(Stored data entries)
+++

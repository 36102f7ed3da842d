//! Symmetric perceptual-similarity graph.

use std::collections::{HashMap, HashSet, VecDeque};

use dejavu_hash::{ContentHash, PerceptualHash};

/// Bidirectional adjacency over perceptually close content hashes.
///
/// Nodes carry their perceptual signature; an edge exists between two
/// nodes when their similarity meets the threshold. Every mutation
/// keeps the graph symmetric: an edge is present in both endpoints'
/// sets or in neither.
///
/// Candidate work is bounded by a recency window. Inserts compare the
/// new signature only against the most recent `window` nodes, and
/// [`closest`](Self::closest) scans the same window, trading recall on
/// old entries for predictable cost.
#[derive(Debug)]
pub struct SimilarityIndex {
    threshold: f64,
    window: usize,
    nodes: HashMap<ContentHash, PerceptualHash>,
    edges: HashMap<ContentHash, HashSet<ContentHash>>,
    recent: VecDeque<ContentHash>,
}

impl SimilarityIndex {
    /// Empty index matching at `threshold` over a `window`-sized candidate set.
    #[must_use]
    pub fn new(threshold: f64, window: usize) -> Self {
        Self {
            threshold,
            window,
            nodes: HashMap::new(),
            edges: HashMap::new(),
            recent: VecDeque::new(),
        }
    }

    /// Add a node, linking it to every candidate within the threshold.
    ///
    /// Re-inserting a known hash only refreshes its recency; content
    /// hashes determine the signature, so the graph cannot change.
    pub fn insert(&mut self, hash: ContentHash, signature: PerceptualHash) {
        if self.nodes.contains_key(&hash) {
            self.refresh(&hash);
            return;
        }
        let matched: Vec<ContentHash> = self
            .recent
            .iter()
            .filter(|candidate| {
                self.nodes
                    .get(*candidate)
                    .is_some_and(|sig| signature.similarity(sig) >= self.threshold)
            })
            .cloned()
            .collect();
        for neighbor in matched {
            self.edges
                .entry(hash.clone())
                .or_default()
                .insert(neighbor.clone());
            self.edges.entry(neighbor).or_default().insert(hash.clone());
        }
        self.nodes.insert(hash.clone(), signature);
        self.recent.push_back(hash);
        while self.recent.len() > self.window {
            self.recent.pop_front();
        }
    }

    /// Record an edge between two existing nodes regardless of the window.
    ///
    /// Used when a similarity hit re-caches a value: the measured pair
    /// stays linked even if one endpoint has aged out of the window.
    pub fn connect(&mut self, a: &ContentHash, b: &ContentHash) {
        if a == b || !self.nodes.contains_key(a) || !self.nodes.contains_key(b) {
            return;
        }
        self.edges.entry(a.clone()).or_default().insert(b.clone());
        self.edges.entry(b.clone()).or_default().insert(a.clone());
    }

    /// Neighbors of a node, unordered.
    #[must_use]
    pub fn neighbors(&self, hash: &ContentHash) -> Vec<ContentHash> {
        self.edges
            .get(hash)
            .map(|set| set.iter().cloned().collect())
            .unwrap_or_default()
    }

    /// Candidates within the threshold of `probe`, best first.
    #[must_use]
    pub fn closest(&self, probe: &PerceptualHash, limit: usize) -> Vec<(ContentHash, f64)> {
        let mut scored: Vec<(ContentHash, f64)> = self
            .recent
            .iter()
            .filter_map(|candidate| {
                let signature = self.nodes.get(candidate)?;
                let similarity = probe.similarity(signature);
                (similarity >= self.threshold).then(|| (candidate.clone(), similarity))
            })
            .collect();
        scored.sort_by(|a, b| b.1.partial_cmp(&a.1).unwrap_or(std::cmp::Ordering::Equal));
        scored.truncate(limit);
        scored
    }

    /// Remove a node and every edge that references it.
    pub fn remove(&mut self, hash: &ContentHash) {
        self.nodes.remove(hash);
        self.recent.retain(|h| h != hash);
        if let Some(neighbors) = self.edges.remove(hash) {
            for neighbor in neighbors {
                if let Some(set) = self.edges.get_mut(&neighbor) {
                    set.remove(hash);
                    if set.is_empty() {
                        self.edges.remove(&neighbor);
                    }
                }
            }
        }
    }

    /// Whether a node exists for `hash`.
    #[must_use]
    pub fn contains(&self, hash: &ContentHash) -> bool {
        self.nodes.contains_key(hash)
    }

    /// All nodes with their signatures.
    #[must_use]
    pub fn snapshot(&self) -> Vec<(ContentHash, PerceptualHash)> {
        self.nodes
            .iter()
            .map(|(hash, signature)| (hash.clone(), *signature))
            .collect()
    }

    /// Replace the whole graph with a precomputed one.
    ///
    /// Edges naming a hash absent from `nodes` are dropped, so a
    /// rebuild can never resurrect removed keys. The recency window
    /// keeps its order, filtered to surviving nodes.
    pub(crate) fn rebuild(
        &mut self,
        nodes: Vec<(ContentHash, PerceptualHash)>,
        edges: Vec<(ContentHash, ContentHash)>,
    ) {
        self.nodes = nodes.into_iter().collect();
        self.edges.clear();
        let survivors = &self.nodes;
        self.recent.retain(|hash| survivors.contains_key(hash));
        for (a, b) in edges {
            if a != b && self.nodes.contains_key(&a) && self.nodes.contains_key(&b) {
                self.edges.entry(a.clone()).or_default().insert(b.clone());
                self.edges.entry(b).or_default().insert(a);
            }
        }
    }

    /// Number of nodes.
    #[must_use]
    pub fn node_count(&self) -> usize {
        self.nodes.len()
    }

    /// Number of undirected edges.
    #[must_use]
    pub fn edge_count(&self) -> usize {
        self.edges.values().map(HashSet::len).sum::<usize>() / 2
    }

    /// Drop every node and edge.
    pub fn clear(&mut self) {
        self.nodes.clear();
        self.edges.clear();
        self.recent.clear();
    }

    fn refresh(&mut self, hash: &ContentHash) {
        self.recent.retain(|h| h != hash);
        self.recent.push_back(hash.clone());
        while self.recent.len() > self.window {
            self.recent.pop_front();
        }
    }
}
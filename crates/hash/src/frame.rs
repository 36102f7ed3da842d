//! Raw frame descriptions and the canonical raster they reduce to.
//!
//! All hashing operates on a canonical form: the frame is rotated upright,
//! converted to RGBA, and area-averaged down to a fixed 32x32 raster. Two
//! frames that depict the same content through different orientations or
//! pixel layouts canonicalize to identical bytes, so they hash identically.

use bytes::Bytes;

/// Side length in pixels of the canonical raster every frame reduces to.
pub(crate) const CANONICAL_DIM: usize = 32;

/// Byte length of a canonical RGBA raster.
pub(crate) const CANONICAL_LEN: usize = CANONICAL_DIM * CANONICAL_DIM * 4;

/// Frames beyond this edge length are treated as undecodable.
const MAX_DIMENSION: u32 = 1 << 14;

const FNV_OFFSET: u64 = 0xcbf2_9ce4_8422_2325;
const FNV_PRIME: u64 = 0x0000_0100_0000_01b3;

/// Pixel layout of a frame buffer.
#[derive(Debug, Clone, Copy, PartialEq, Eq, Hash)]
pub enum PixelFormat {
    /// 8-bit red, green, blue, alpha.
    Rgba8,
    /// 8-bit blue, green, red, alpha.
    Bgra8,
    /// 8-bit red, green, blue without alpha.
    Rgb8,
    /// Single 8-bit intensity channel.
    Luma8,
}

impl PixelFormat {
    /// Bytes occupied by one pixel.
    #[must_use]
    pub const fn bytes_per_pixel(self) -> usize {
        match self {
            Self::Rgba8 | Self::Bgra8 => 4,
            Self::Rgb8 => 3,
            Self::Luma8 => 1,
        }
    }
}

/// Rotation that brings the stored raster upright.
#[derive(Debug, Clone, Copy, Default, PartialEq, Eq, Hash)]
pub enum Orientation {
    /// Already upright.
    #[default]
    Up,
    /// Rotated 180 degrees.
    Down,
    /// Upright after a 90 degree clockwise rotation.
    Left,
    /// Upright after a 90 degree counter-clockwise rotation.
    Right,
}

/// Errors raised when a frame cannot be canonicalized.
#[derive(Debug, Clone, PartialEq, Eq, thiserror::Error)]
pub enum FrameError {
    /// The frame carries no pixel data.
    #[error("frame contains no pixel data")]
    EmptyFrame,
    /// The buffer length does not match the declared geometry.
    #[error("frame buffer holds {actual} bytes, geometry requires {expected}")]
    DimensionMismatch {
        /// Bytes the declared width, height, and format require.
        expected: usize,
        /// Bytes actually present in the buffer.
        actual: usize,
    },
    /// The declared dimensions cannot describe a decodable raster.
    #[error("unsupported frame dimensions {width}x{height}")]
    UnsupportedDimensions {
        /// Declared width in pixels.
        width: u32,
        /// Declared height in pixels.
        height: u32,
    },
}

/// A raw content frame submitted for hashing.
///
/// Construction never fails; geometry is validated when the frame is
/// canonicalized so that undecodable input degrades to an opaque identity
/// instead of erroring at the call site. The pixel buffer is reference
/// counted, so cloning a frame is cheap and hashing can move off-thread
/// without copying pixels.
#[derive(Debug, Clone)]
pub struct Frame {
    width: u32,
    height: u32,
    format: PixelFormat,
    orientation: Orientation,
    scale: f32,
    data: Bytes,
}

impl Frame {
    /// Create a frame over a pixel buffer.
    ///
    /// The buffer is row-major in the given format. Orientation defaults
    /// to [`Orientation::Up`] and scale to 1.0.
    pub fn new(width: u32, height: u32, format: PixelFormat, data: impl Into<Bytes>) -> Self {
        Self {
            width,
            height,
            format,
            orientation: Orientation::Up,
            scale: 1.0,
            data: data.into(),
        }
    }

    /// Set the rotation that brings the raster upright.
    #[must_use]
    pub const fn with_orientation(mut self, orientation: Orientation) -> Self {
        self.orientation = orientation;
        self
    }

    /// Set the capture scale factor.
    #[must_use]
    pub const fn with_scale(mut self, scale: f32) -> Self {
        self.scale = scale;
        self
    }

    /// Width of the stored raster in pixels.
    #[must_use]
    pub const fn width(&self) -> u32 {
        self.width
    }

    /// Height of the stored raster in pixels.
    #[must_use]
    pub const fn height(&self) -> u32 {
        self.height
    }

    /// Pixel layout of the buffer.
    #[must_use]
    pub const fn format(&self) -> PixelFormat {
        self.format
    }

    /// Rotation that brings the raster upright.
    #[must_use]
    pub const fn orientation(&self) -> Orientation {
        self.orientation
    }

    /// Capture scale factor.
    #[must_use]
    pub const fn scale(&self) -> f32 {
        self.scale
    }

    /// The raw pixel buffer.
    #[must_use]
    pub const fn data(&self) -> &Bytes {
        &self.data
    }

    /// Check that the buffer is decodable under the declared geometry.
    ///
    /// # Errors
    ///
    /// Returns the reason the frame cannot be canonicalized.
    pub fn validate(&self) -> Result<(), FrameError> {
        if self.data.is_empty() {
            return Err(FrameError::EmptyFrame);
        }
        if self.width == 0
            || self.height == 0
            || self.width > MAX_DIMENSION
            || self.height > MAX_DIMENSION
        {
            return Err(FrameError::UnsupportedDimensions {
                width: self.width,
                height: self.height,
            });
        }
        let expected =
            self.width as usize * self.height as usize * self.format.bytes_per_pixel();
        if self.data.len() != expected {
            return Err(FrameError::DimensionMismatch {
                expected,
                actual: self.data.len(),
            });
        }
        Ok(())
    }

    /// Structural identity used to memoize hash computations.
    ///
    /// Folds the full buffer into a 64-bit digest alongside the geometry,
    /// so frames that differ anywhere in content or shape get distinct
    /// fingerprints with overwhelming probability.
    #[must_use]
    pub fn fingerprint(&self) -> FrameFingerprint {
        FrameFingerprint {
            width: self.width,
            height: self.height,
            format: self.format,
            orientation: self.orientation,
            scale_millis: quantize_scale(self.scale),
            len: self.data.len(),
            digest: fold_bytes(&self.data),
        }
    }

    /// Reduce the frame to the canonical upright 32x32 RGBA raster.
    ///
    /// Each canonical pixel is the integer area average of its source box,
    /// so small spatial shifts and resizes perturb the output only slightly.
    ///
    /// # Errors
    ///
    /// Returns the reason the frame cannot be canonicalized.
    pub fn canonical_rgba(&self) -> Result<Vec<u8>, FrameError> {
        self.validate()?;
        let (upright_w, upright_h) = self.oriented_dimensions();
        let mut canonical = vec![0u8; CANONICAL_LEN];

        for oy in 0..CANONICAL_DIM {
            let (y0, y1) = box_range(oy, upright_h);
            for ox in 0..CANONICAL_DIM {
                let (x0, x1) = box_range(ox, upright_w);
                let mut sums = [0u64; 4];
                for uy in y0..y1 {
                    for ux in x0..x1 {
                        let rgba = self.rgba_at(self.source_offset(ux, uy));
                        for (sum, channel) in sums.iter_mut().zip(rgba) {
                            *sum += u64::from(channel);
                        }
                    }
                }
                let count = u64::from(y1 - y0) * u64::from(x1 - x0);
                let base = (oy * CANONICAL_DIM + ox) * 4;
                for (slot, sum) in canonical[base..base + 4].iter_mut().zip(sums) {
                    *slot = (sum / count) as u8;
                }
            }
        }

        Ok(canonical)
    }

    /// Dimensions of the upright raster.
    const fn oriented_dimensions(&self) -> (u32, u32) {
        match self.orientation {
            Orientation::Up | Orientation::Down => (self.width, self.height),
            Orientation::Left | Orientation::Right => (self.height, self.width),
        }
    }

    /// Byte offset of the stored pixel behind upright coordinates.
    fn source_offset(&self, ux: u32, uy: u32) -> usize {
        let (sx, sy) = match self.orientation {
            Orientation::Up => (ux, uy),
            Orientation::Down => (self.width - 1 - ux, self.height - 1 - uy),
            Orientation::Left => (uy, self.height - 1 - ux),
            Orientation::Right => (self.width - 1 - uy, ux),
        };
        (sy as usize * self.width as usize + sx as usize) * self.format.bytes_per_pixel()
    }

    /// RGBA channels of the pixel at a validated byte offset.
    fn rgba_at(&self, offset: usize) -> [u8; 4] {
        let d = &self.data;
        match self.format {
            PixelFormat::Rgba8 => [d[offset], d[offset + 1], d[offset + 2], d[offset + 3]],
            PixelFormat::Bgra8 => [d[offset + 2], d[offset + 1], d[offset], d[offset + 3]],
            PixelFormat::Rgb8 => [d[offset], d[offset + 1], d[offset + 2], u8::MAX],
            PixelFormat::Luma8 => {
                let v = d[offset];
                [v, v, v, u8::MAX]
            }
        }
    }
}

/// Opaque memo key for a frame's hash computation.
///
/// Two frames with equal fingerprints carry the same geometry and, with
/// overwhelming probability, the same pixel content.
#[derive(Debug, Clone, Copy, PartialEq, Eq, Hash)]
pub struct FrameFingerprint {
    width: u32,
    height: u32,
    format: PixelFormat,
    orientation: Orientation,
    scale_millis: i32,
    len: usize,
    digest: u64,
}

/// Source pixel range behind one canonical pixel along one axis.
///
/// Boxes partition the extent when it is at least `CANONICAL_DIM` wide and
/// replicate source pixels when it is narrower; every box covers at least
/// one pixel.
fn box_range(index: usize, extent: u32) -> (u32, u32) {
    let start = ((index as u64 * u64::from(extent)) / CANONICAL_DIM as u64) as u32;
    let start = start.min(extent - 1);
    let end = (((index as u64 + 1) * u64::from(extent)) / CANONICAL_DIM as u64) as u32;
    (start, end.max(start + 1))
}

/// FNV-1a fold over the full buffer.
fn fold_bytes(data: &[u8]) -> u64 {
    data.iter().fold(FNV_OFFSET, |acc, byte| {
        (acc ^ u64::from(*byte)).wrapping_mul(FNV_PRIME)
    })
}

/// Quantize scale to milli-units so float jitter does not split memo keys.
fn quantize_scale(scale: f32) -> i32 {
    if scale.is_finite() {
        (f64::from(scale) * 1000.0).round() as i32
    } else {
        i32::MIN
    }
}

+++

• **YOUR TASK**
Tell how many lines of the entries above include "matched". The answer should be the number and nothing more.

• **SOLUTION TO THE EXERCISE**
2